The task: Count how many lines of the material below have the word "unix" and give only the number.

Data extract:
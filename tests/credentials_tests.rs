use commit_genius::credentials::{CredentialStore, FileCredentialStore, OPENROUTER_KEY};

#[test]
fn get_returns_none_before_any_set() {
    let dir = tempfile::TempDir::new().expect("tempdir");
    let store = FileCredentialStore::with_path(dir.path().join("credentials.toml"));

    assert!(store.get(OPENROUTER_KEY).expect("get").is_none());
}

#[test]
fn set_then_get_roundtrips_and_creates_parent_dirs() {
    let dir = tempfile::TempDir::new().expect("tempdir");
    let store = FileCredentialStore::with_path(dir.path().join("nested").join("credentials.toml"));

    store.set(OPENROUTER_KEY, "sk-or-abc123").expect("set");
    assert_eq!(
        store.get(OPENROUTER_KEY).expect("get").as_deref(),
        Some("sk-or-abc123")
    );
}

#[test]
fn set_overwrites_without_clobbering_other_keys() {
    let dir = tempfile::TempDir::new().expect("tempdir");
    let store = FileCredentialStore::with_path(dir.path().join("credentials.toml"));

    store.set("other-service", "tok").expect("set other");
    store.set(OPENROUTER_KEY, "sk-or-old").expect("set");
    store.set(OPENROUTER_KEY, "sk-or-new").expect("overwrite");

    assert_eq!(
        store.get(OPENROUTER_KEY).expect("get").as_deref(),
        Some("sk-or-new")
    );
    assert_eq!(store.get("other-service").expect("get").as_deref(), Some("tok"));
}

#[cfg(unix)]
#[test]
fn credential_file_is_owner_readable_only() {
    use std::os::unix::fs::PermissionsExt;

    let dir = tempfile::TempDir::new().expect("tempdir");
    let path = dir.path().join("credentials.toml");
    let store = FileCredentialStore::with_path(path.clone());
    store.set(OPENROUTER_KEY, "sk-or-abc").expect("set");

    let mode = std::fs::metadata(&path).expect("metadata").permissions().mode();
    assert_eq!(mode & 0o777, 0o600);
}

Exercise response: 2